US 6,346, and 137 disclosed bonding phase powder mainly have the subsphaeroidal crystal grain of crystal grain accumulative, and its mean particle size is 0.5-2 μ m, referring to Fig. 2.This powder has little specific surface area (SSA), and this also makes and under low bonding phase content situation, obtains uniform cemented carbide structure existing problems.
At US 4,539, another kind of bonding phase powder is disclosed in 041.This powder has spherical submicron particle size particle, referring to Fig. 3.This powder is described in USP 5,441 as the application of the bonding phase in the wimet, in 693.Through using this powder, bonding phase particle disperses better, makes microtexture become more even.Therefore, have less bonding phase lake behind the sintering, and sintering temperature can reduce further.
Little granularity and/or low bonding phase content will cause higher hardness.Usually, need to obtain trading off between granularity and the bonding phase content, to realize optimum coking property, for example, the low porosity of the wimet under sintering temperature and low.With respect to having the slightly wimet of grit content, have the bonding phase content that very wimet of fine particle size usually need be higher, make WC grain by suitably wetting equably mutually to utilize bonding.Bonding also receives dispersion and the influence of distribution of bonding before sintering wetting on the WC particle, and this WC particle should carry out extraordinary separate reunion and/or separation, to obtain big specific surface area.In order to make the optimization of wimet serviceability, importantly make this microtexture even as much as possible.

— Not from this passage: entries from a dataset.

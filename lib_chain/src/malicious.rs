// This file is part of the project for the module CS3235 by Prateek
// Copyright 2023 Ruishi Li, Bo Wang, and Prateek Saxena.
// Please do not distribute.

/// This file contains the definition of the MaliciousBlockTree.
/// Colluding peers use it in place of the plain BlockTree: the tie break on
/// equal-depth forks favours the ringmaster, and the ringmaster additionally
/// keeps a private chain of self-mined blocks that have not been announced to
/// the public network yet.
use crate::block::{Block, BlockId, PeerId};
use crate::blocktree::BlockTree;
use serde::{Deserialize, Serialize};
use std::collections::HashSet;

#[derive(Serialize, Deserialize, Debug, Clone)]
pub struct MaliciousBlockTree {
    /// The public view of the chain, with ringmaster-favouring tie break.
    pub tree: BlockTree,
    /// Id of the ringmaster peer.
    pub ringmaster: PeerId,
    /// Ringmaster-mined blocks withheld from the public network, with the
    /// time each was mined, kept sorted by depth. Empty for plain colluders.
    pub private_chain: Vec<(Block, f64)>,
    /// Private-chain broadcast notices already processed, so the overlay
    /// flood terminates.
    pub seen_broadcasts: HashSet<BlockId>,
}

impl MaliciousBlockTree {
    pub fn new(genesis: Block, ringmaster: PeerId) -> MaliciousBlockTree {
        MaliciousBlockTree {
            tree: BlockTree::with_tie_break(genesis, ringmaster),
            ringmaster,
            private_chain: Vec::new(),
            seen_broadcasts: HashSet::new(),
        }
    }

    /// A block counts as seen whether it sits in the public tree or in the
    /// private chain.
    pub fn seen(&self, blk_id: &str) -> bool {
        self.tree.seen(blk_id) || self.private_chain.iter().any(|(b, _)| b.blk_id == blk_id)
    }

    /// Look a block up in the private chain first, then in the public tree.
    pub fn get_block(&self, blk_id: &str) -> Option<&Block> {
        self.private_chain
            .iter()
            .map(|(block, _)| block)
            .find(|block| block.blk_id == blk_id)
            .or_else(|| self.tree.get_block(blk_id))
    }

    /// Append a self-mined block to the private chain.
    pub fn add_selfish_block(&mut self, block: Block, arr_time: f64) {
        self.private_chain.push((block, arr_time));
        self.private_chain.sort_by_key(|(block, _)| block.depth);
    }

    pub fn check_broadcast(&self, blk_id: &str) -> bool {
        self.seen_broadcasts.contains(blk_id)
    }

    pub fn last_private_block(&self) -> Option<&Block> {
        self.private_chain.last().map(|(block, _)| block)
    }

    /// Remove and return the prefix of the private chain up through `blk_id`
    /// (the whole chain if the id is not found), marking the broadcast as
    /// seen. The caller re-adds the returned blocks through the public path.
    pub fn take_private_chain(&mut self, blk_id: &BlockId) -> Vec<(Block, f64)> {
        self.seen_broadcasts.insert(blk_id.clone());

        let cut = self
            .private_chain
            .iter()
            .position(|(block, _)| block.blk_id == *blk_id)
            .map(|idx| idx + 1)
            .unwrap_or(self.private_chain.len());
        self.private_chain.drain(..cut).collect()
    }

    /// Release decision after a block mined by someone else entered the
    /// public tree: surrender the whole private chain once the lead over the
    /// public tip has shrunk to one block or less. Self-mined blocks never
    /// release anything; the ringmaster only reacts to the honest chain.
    pub fn release_after_external(&self) -> Option<BlockId> {
        let (last, _) = self.private_chain.last()?;
        if last.depth <= self.tree.tip_block().depth + 1 {
            Some(last.blk_id.clone())
        } else {
            None
        }
    }
}

#[cfg(test)]
mod tests {
    use super::*;
    use crate::block::Transaction;

    const RM: PeerId = 0;

    fn coinbase_block(id_seed: u64, creator: PeerId, parent: &Block, at: f64) -> Block {
        Block::new(creator, vec![Transaction::coinbase(id_seed, creator)], parent, at)
    }

    #[test]
    fn private_blocks_count_as_seen_but_stay_unpublished() {
        let genesis = Block::genesis(2);
        let p1 = coinbase_block(1, RM, &genesis, 1.0);

        let mut tree = MaliciousBlockTree::new(genesis, RM);
        tree.add_selfish_block(p1.clone(), 1.0);

        assert!(tree.seen(&p1.blk_id));
        assert!(!tree.tree.seen(&p1.blk_id));
        assert_eq!(tree.get_block(&p1.blk_id).unwrap().blk_id, p1.blk_id);
    }

    #[test]
    fn private_chain_stays_sorted_by_depth() {
        let genesis = Block::genesis(2);
        let p1 = coinbase_block(1, RM, &genesis, 1.0);
        let p2 = coinbase_block(2, RM, &p1, 2.0);

        let mut tree = MaliciousBlockTree::new(genesis, RM);
        tree.add_selfish_block(p2.clone(), 2.0);
        tree.add_selfish_block(p1.clone(), 1.0);
        assert_eq!(tree.private_chain[0].0.blk_id, p1.blk_id);
        assert_eq!(tree.private_chain[1].0.blk_id, p2.blk_id);
    }

    #[test]
    fn take_private_chain_returns_prefix() {
        let genesis = Block::genesis(2);
        let p1 = coinbase_block(1, RM, &genesis, 1.0);
        let p2 = coinbase_block(2, RM, &p1, 2.0);
        let p3 = coinbase_block(3, RM, &p2, 3.0);

        let mut tree = MaliciousBlockTree::new(genesis, RM);
        for block in [&p1, &p2, &p3] {
            tree.add_selfish_block((*block).clone(), block.timestamp);
        }

        let released = tree.take_private_chain(&p2.blk_id);
        assert_eq!(released.len(), 2);
        assert_eq!(released[1].0.blk_id, p2.blk_id);
        assert_eq!(tree.private_chain.len(), 1);
        assert!(tree.check_broadcast(&p2.blk_id));
    }

    #[test]
    fn external_block_triggers_release_at_small_lead() {
        let genesis = Block::genesis(2);
        let p1 = coinbase_block(1, RM, &genesis, 1.0);
        let p2 = coinbase_block(2, RM, &p1, 2.0);
        let honest = coinbase_block(3, 1, &genesis, 1.5);

        let mut tree = MaliciousBlockTree::new(genesis, RM);
        tree.add_selfish_block(p1.clone(), 1.0);
        tree.add_selfish_block(p2.clone(), 2.0);
        // Lead of two over genesis: hold.
        assert_eq!(tree.release_after_external(), None);

        // An honest block at depth 1 shrinks the lead to one: release all.
        tree.tree.add_block(honest, 1.5);
        assert_eq!(tree.release_after_external(), Some(p2.blk_id.clone()));
    }

    #[test]
    fn no_release_while_the_lead_stays_large() {
        let genesis = Block::genesis(2);
        let p1 = coinbase_block(1, RM, &genesis, 1.0);
        let p2 = coinbase_block(2, RM, &p1, 2.0);
        let p3 = coinbase_block(3, RM, &p2, 3.0);
        let honest = coinbase_block(4, 1, &genesis, 1.5);

        let mut tree = MaliciousBlockTree::new(genesis, RM);
        for block in [&p1, &p2, &p3] {
            tree.add_selfish_block((*block).clone(), block.timestamp);
        }
        // Three ahead of depth 1: keep withholding.
        tree.tree.add_block(honest, 1.5);
        assert_eq!(tree.release_after_external(), None);
    }

    #[test]
    fn released_blocks_verify_on_the_public_path() {
        let genesis = Block::genesis(2);
        let p1 = coinbase_block(1, RM, &genesis, 1.0);
        let p2 = coinbase_block(2, RM, &p1, 2.0);

        let mut tree = MaliciousBlockTree::new(genesis, RM);
        tree.add_selfish_block(p1.clone(), 1.0);
        tree.add_selfish_block(p2.clone(), 2.0);

        let release_id = p2.blk_id.clone();
        for (block, at) in tree.take_private_chain(&release_id) {
            tree.tree.add_block(block, at);
        }
        assert!(tree.tree.verified.contains(&p1.blk_id));
        assert!(tree.tree.verified.contains(&p2.blk_id));
        assert_eq!(tree.tree.longest_tip, p2.blk_id);
        assert!(tree.private_chain.is_empty());
    }
}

Wimet with unusual fine particle size is under low levels bonding phase situation, and it is fine to can be observed porosity, to such an extent as under opticmicroscope, do not observe, therefore, inapplicable ISO 4505.Use sem (SEM),, under 5000 enlargement ratio, observe this nano-scale hole degree with the secondary electron pattern.This aperture is less than 1 μ m.For quantizing the nanoaperture degree, be 1000 μ m at each
25 different zones in the counting pore diameter range be the number in the hole of 0.5 to 1 μ m.
This porosity has negative impact for wear resistance.Can this porosity be minimized through wimet is carried out sintering (sintering heat isostatic (Sinter-HIP)) or post-hiped under pressure.
Description of drawings
Fig. 1 to 3 has shown to have a) scanning electron microscope image of the Co powder of the vermicular texture of Fig. 1; Have b) scanning electron microscope image of the subglobose Co powder that has little SSA of Fig. 2; Have c) submicron particle size of Fig. 3 and the scanning electron microscope image of spheric Co powder.
Fig. 4 has shown the scanning electron microscope image of the spongy particle Co powder that uses in the present invention.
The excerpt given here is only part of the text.